* Exercise prompt: Write each entry out again exactly, with nothing omitted.

::: Supplied records

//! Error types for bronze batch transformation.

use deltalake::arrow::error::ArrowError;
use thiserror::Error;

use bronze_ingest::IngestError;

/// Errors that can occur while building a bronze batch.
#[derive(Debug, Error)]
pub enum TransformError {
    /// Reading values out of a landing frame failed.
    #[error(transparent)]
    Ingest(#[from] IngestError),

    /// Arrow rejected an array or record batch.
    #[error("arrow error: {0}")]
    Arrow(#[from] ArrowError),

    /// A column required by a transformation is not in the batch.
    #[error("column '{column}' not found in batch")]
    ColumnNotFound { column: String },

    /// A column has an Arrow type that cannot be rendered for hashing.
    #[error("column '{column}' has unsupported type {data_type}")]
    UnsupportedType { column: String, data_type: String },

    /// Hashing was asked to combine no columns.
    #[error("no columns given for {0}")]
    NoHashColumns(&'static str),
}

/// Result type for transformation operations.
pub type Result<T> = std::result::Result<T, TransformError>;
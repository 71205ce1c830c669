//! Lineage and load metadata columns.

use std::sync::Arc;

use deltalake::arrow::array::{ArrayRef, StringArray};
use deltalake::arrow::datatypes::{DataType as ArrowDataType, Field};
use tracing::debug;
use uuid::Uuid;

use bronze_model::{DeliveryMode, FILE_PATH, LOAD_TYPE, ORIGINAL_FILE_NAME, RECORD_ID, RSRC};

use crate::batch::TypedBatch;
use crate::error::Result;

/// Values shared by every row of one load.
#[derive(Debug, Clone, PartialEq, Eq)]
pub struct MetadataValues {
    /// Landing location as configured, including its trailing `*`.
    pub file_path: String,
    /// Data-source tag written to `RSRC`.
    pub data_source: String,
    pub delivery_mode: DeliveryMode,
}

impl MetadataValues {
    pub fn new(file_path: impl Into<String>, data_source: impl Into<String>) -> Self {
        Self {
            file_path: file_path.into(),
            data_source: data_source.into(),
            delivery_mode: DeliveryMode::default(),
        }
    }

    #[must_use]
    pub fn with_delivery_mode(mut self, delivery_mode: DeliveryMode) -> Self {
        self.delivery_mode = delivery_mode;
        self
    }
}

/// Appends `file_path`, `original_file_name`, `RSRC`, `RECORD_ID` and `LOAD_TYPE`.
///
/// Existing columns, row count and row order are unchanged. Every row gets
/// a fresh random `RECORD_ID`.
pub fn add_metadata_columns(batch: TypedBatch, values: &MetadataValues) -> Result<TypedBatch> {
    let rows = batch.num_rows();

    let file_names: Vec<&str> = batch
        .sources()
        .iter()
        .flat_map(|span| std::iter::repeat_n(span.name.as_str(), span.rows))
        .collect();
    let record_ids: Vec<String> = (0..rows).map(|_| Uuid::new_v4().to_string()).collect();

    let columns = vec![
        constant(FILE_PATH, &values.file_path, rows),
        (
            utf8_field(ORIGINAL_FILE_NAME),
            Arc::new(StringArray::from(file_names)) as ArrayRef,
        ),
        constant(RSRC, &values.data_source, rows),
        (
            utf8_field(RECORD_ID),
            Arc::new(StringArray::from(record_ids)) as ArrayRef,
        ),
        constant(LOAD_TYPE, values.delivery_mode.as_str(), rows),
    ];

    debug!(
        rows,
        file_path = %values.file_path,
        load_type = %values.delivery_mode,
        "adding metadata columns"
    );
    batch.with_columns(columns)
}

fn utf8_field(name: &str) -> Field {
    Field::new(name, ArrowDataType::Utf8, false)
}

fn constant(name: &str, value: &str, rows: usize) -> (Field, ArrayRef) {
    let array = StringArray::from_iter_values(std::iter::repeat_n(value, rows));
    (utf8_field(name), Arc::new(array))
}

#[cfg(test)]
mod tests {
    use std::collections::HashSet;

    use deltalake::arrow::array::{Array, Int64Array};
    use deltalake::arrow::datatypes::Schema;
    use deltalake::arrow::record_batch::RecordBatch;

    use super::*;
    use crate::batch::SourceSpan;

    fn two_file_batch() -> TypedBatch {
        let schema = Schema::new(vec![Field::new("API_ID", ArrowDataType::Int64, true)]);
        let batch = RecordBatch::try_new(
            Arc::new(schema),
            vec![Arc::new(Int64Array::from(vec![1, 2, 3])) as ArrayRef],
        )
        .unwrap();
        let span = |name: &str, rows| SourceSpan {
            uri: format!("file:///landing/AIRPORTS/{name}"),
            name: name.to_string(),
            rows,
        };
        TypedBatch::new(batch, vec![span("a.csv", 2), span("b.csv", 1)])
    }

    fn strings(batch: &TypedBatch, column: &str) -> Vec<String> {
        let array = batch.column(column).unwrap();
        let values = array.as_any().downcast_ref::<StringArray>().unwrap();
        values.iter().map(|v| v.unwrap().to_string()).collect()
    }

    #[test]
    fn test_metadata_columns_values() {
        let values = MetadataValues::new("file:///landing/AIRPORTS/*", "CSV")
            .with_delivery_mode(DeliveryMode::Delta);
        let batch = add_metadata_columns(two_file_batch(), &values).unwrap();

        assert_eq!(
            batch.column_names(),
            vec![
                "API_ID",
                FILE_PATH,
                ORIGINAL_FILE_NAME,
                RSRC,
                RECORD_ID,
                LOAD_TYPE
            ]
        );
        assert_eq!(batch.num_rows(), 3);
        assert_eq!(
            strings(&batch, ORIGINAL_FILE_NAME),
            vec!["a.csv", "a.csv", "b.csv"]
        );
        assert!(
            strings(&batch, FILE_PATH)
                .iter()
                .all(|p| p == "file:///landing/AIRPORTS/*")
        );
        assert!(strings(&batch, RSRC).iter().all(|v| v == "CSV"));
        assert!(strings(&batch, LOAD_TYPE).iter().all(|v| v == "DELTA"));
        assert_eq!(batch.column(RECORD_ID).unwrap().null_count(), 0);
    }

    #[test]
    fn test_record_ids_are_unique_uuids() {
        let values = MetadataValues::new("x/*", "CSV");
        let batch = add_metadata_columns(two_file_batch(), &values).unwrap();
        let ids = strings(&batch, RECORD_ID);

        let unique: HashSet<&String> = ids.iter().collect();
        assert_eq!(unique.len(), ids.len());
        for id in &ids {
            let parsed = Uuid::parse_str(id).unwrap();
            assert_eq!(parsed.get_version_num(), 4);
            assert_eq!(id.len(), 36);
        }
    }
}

::::::

* Response to this exercise:
//! Error types for bronze batch transformation.

use deltalake::arrow::error::ArrowError;
use thiserror::Error;

use bronze_ingest::IngestError;

/// Errors that can occur while building a bronze batch.
#[derive(Debug, Error)]
pub enum TransformError {
    /// Reading values out of a landing frame failed.
    #[error(transparent)]
    Ingest(#[from] IngestError),

    /// Arrow rejected an array or record batch.
    #[error("arrow error: {0}")]
    Arrow(#[from] ArrowError),

    /// A column required by a transformation is not in the batch.
    #[error("column '{column}' not found in batch")]
    ColumnNotFound { column: String },

    /// A column has an Arrow type that cannot be rendered for hashing.
    #[error("column '{column}' has unsupported type {data_type}")]
    UnsupportedType { column: String, data_type: String },

    /// Hashing was asked to combine no columns.
    #[error("no columns given for {0}")]
    NoHashColumns(&'static str),
}

/// Result type for transformation operations.
pub type Result<T> = std::result::Result<T, TransformError>;
repository 71205ce1c830c669
//! Lineage and load metadata columns.

use std::sync::Arc;

use deltalake::arrow::array::{ArrayRef, StringArray};
use deltalake::arrow::datatypes::{DataType as ArrowDataType, Field};
use tracing::debug;
use uuid::Uuid;

use bronze_model::{DeliveryMode, FILE_PATH, LOAD_TYPE, ORIGINAL_FILE_NAME, RECORD_ID, RSRC};

use crate::batch::TypedBatch;
use crate::error::Result;

/// Values shared by every row of one load.
#[derive(Debug, Clone, PartialEq, Eq)]
pub struct MetadataValues {
    /// Landing location as configured, including its trailing `*`.
    pub file_path: String,
    /// Data-source tag written to `RSRC`.
    pub data_source: String,
    pub delivery_mode: DeliveryMode,
}

impl MetadataValues {
    pub fn new(file_path: impl Into<String>, data_source: impl Into<String>) -> Self {
        Self {
            file_path: file_path.into(),
            data_source: data_source.into(),
            delivery_mode: DeliveryMode::default(),
        }
    }

    #[must_use]
    pub fn with_delivery_mode(mut self, delivery_mode: DeliveryMode) -> Self {
        self.delivery_mode = delivery_mode;
        self
    }
}

/// Appends `file_path`, `original_file_name`, `RSRC`, `RECORD_ID` and `LOAD_TYPE`.
///
/// Existing columns, row count and row order are unchanged. Every row gets
/// a fresh random `RECORD_ID`.
pub fn add_metadata_columns(batch: TypedBatch, values: &MetadataValues) -> Result<TypedBatch> {
    let rows = batch.num_rows();

    let file_names: Vec<&str> = batch
        .sources()
        .iter()
        .flat_map(|span| std::iter::repeat_n(span.name.as_str(), span.rows))
        .collect();
    let record_ids: Vec<String> = (0..rows).map(|_| Uuid::new_v4().to_string()).collect();

    let columns = vec![
        constant(FILE_PATH, &values.file_path, rows),
        (
            utf8_field(ORIGINAL_FILE_NAME),
            Arc::new(StringArray::from(file_names)) as ArrayRef,
        ),
        constant(RSRC, &values.data_source, rows),
        (
            utf8_field(RECORD_ID),
            Arc::new(StringArray::from(record_ids)) as ArrayRef,
        ),
        constant(LOAD_TYPE, values.delivery_mode.as_str(), rows),
    ];

    debug!(
        rows,
        file_path = %values.file_path,
        load_type = %values.delivery_mode,
        "adding metadata columns"
    );
    batch.with_columns(columns)
}

fn utf8_field(name: &str) -> Field {
    Field::new(name, ArrowDataType::Utf8, false)
}

fn constant(name: &str, value: &str, rows: usize) -> (Field, ArrayRef) {
    let array = StringArray::from_iter_values(std::iter::repeat_n(value, rows));
    (utf8_field(name), Arc::new(array))
}

#[cfg(test)]
mod tests {
    use std::collections::HashSet;

    use deltalake::arrow::array::{Array, Int64Array};
    use deltalake::arrow::datatypes::Schema;
    use deltalake::arrow::record_batch::RecordBatch;

    use super::*;
    use crate::batch::SourceSpan;

    fn two_file_batch() -> TypedBatch {
        let schema = Schema::new(vec![Field::new("API_ID", ArrowDataType::Int64, true)]);
        let batch = RecordBatch::try_new(
            Arc::new(schema),
            vec![Arc::new(Int64Array::from(vec![1, 2, 3])) as ArrayRef],
        )
        .unwrap();
        let span = |name: &str, rows| SourceSpan {
            uri: format!("file:///landing/AIRPORTS/{name}"),
            name: name.to_string(),
            rows,
        };
        TypedBatch::new(batch, vec![span("a.csv", 2), span("b.csv", 1)])
    }

    fn strings(batch: &TypedBatch, column: &str) -> Vec<String> {
        let array = batch.column(column).unwrap();
        let values = array.as_any().downcast_ref::<StringArray>().unwrap();
        values.iter().map(|v| v.unwrap().to_string()).collect()
    }

    #[test]
    fn test_metadata_columns_values() {
        let values = MetadataValues::new("file:///landing/AIRPORTS/*", "CSV")
            .with_delivery_mode(DeliveryMode::Delta);
        let batch = add_metadata_columns(two_file_batch(), &values).unwrap();

        assert_eq!(
            batch.column_names(),
            vec![
                "API_ID",
                FILE_PATH,
                ORIGINAL_FILE_NAME,
                RSRC,
                RECORD_ID,
                LOAD_TYPE
            ]
        );
        assert_eq!(batch.num_rows(), 3);
        assert_eq!(
            strings(&batch, ORIGINAL_FILE_NAME),
            vec!["a.csv", "a.csv", "b.csv"]
        );
        assert!(
            strings(&batch, FILE_PATH)
                .iter()
                .all(|p| p == "file:///landing/AIRPORTS/*")
        );
        assert!(strings(&batch, RSRC).iter().all(|v| v == "CSV"));
        assert!(strings(&batch, LOAD_TYPE).iter().all(|v| v == "DELTA"));
        assert_eq!(batch.column(RECORD_ID).unwrap().null_count(), 0);
    }

    #[test]
    fn test_record_ids_are_unique_uuids() {
        let values = MetadataValues::new("x/*", "CSV");
        let batch = add_metadata_columns(two_file_batch(), &values).unwrap();
        let ids = strings(&batch, RECORD_ID);

        let unique: HashSet<&String> = ids.iter().collect();
        assert_eq!(unique.len(), ids.len());
        for id in &ids {
            let parsed = Uuid::parse_str(id).unwrap();
            assert_eq!(parsed.get_version_num(), 4);
            assert_eq!(id.len(), 36);
        }
    }
}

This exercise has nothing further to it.